-- What the task asks --
Look through the material below and report every line that includes "service".

━━━ Entries provided

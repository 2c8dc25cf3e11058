//! Session command handlers: login, logout, whoami.

use dialoguer::Input;
use secrecy::SecretString;

use freightdesk_core::{AuthUser, LoginOutcome};

use crate::cli::{GlobalOpts, LoginArgs};
use crate::config;
use crate::error::CliError;
use crate::output;

use super::util;

/// Environment variable consulted before prompting for the password.
const PASSWORD_ENV: &str = "FREIGHTDESK_PASSWORD";

// ── Detail view ──────────────────────────────────────────────────────

fn identity_detail(user: &AuthUser) -> String {
    [
        format!("Name:   {}", user.name),
        format!("Email:  {}", user.email),
        format!("Role:   {}", user.role),
        format!("ID:     {}", user.id),
    ]
    .join("\n")
}

// ── Handlers ─────────────────────────────────────────────────────────

pub async fn login(args: LoginArgs, global: &GlobalOpts) -> Result<(), CliError> {
    let backend = config::resolve_backend(global)?;
    let client = backend.client().map_err(|e| CliError::ConnectionFailed {
        url: backend.url.to_string(),
        source: Box::new(e),
    })?;
    let service = util::open_session(global);

    let email = match args.email {
        Some(email) => email,
        None => Input::new()
            .with_prompt("Email")
            .interact_text()
            .map_err(util::prompt_err)?,
    };

    let password = match std::env::var(PASSWORD_ENV) {
        Ok(pass) => pass,
        Err(_) => rpassword::prompt_password("Password: ").map_err(util::prompt_err)?,
    };

    if email.trim().is_empty() || password.is_empty() {
        return Err(CliError::Validation {
            field: "credentials".into(),
            reason: "email and password cannot be empty".into(),
        });
    }

    match service
        .login(&client, &email, &SecretString::from(password))
        .await
    {
        LoginOutcome::Success => {
            if let Some(user) = service.current().user {
                let out = output::render_single(
                    &global.output_format(),
                    &user,
                    identity_detail,
                    |u| u.email.clone(),
                );
                output::print_output(&out, global.quiet);
            }
            Ok(())
        }
        LoginOutcome::Failure { message } => Err(CliError::LoginFailed { message }),
    }
}

pub fn logout(global: &GlobalOpts) -> Result<(), CliError> {
    let service = util::open_session(global);
    service.logout();
    if !global.quiet {
        eprintln!("Signed out");
    }
    Ok(())
}

pub fn whoami(global: &GlobalOpts) -> Result<(), CliError> {
    let service = util::open_session(global);
    let session = service.current();
    if !session.is_authenticated {
        return Err(CliError::NotSignedIn);
    }
    let Some(user) = session.user else {
        return Err(CliError::NotSignedIn);
    };

    let out = output::render_single(&global.output_format(), &user, identity_detail, |u| {
        u.email.clone()
    });
    output::print_output(&out, global.quiet);
    Ok(())
}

━━━━━━

-- Reply --
    let service = util::open_session(global);
    match service
            if let Some(user) = service.current().user {
    let service = util::open_session(global);
    service.logout();
    let service = util::open_session(global);
    let session = service.current();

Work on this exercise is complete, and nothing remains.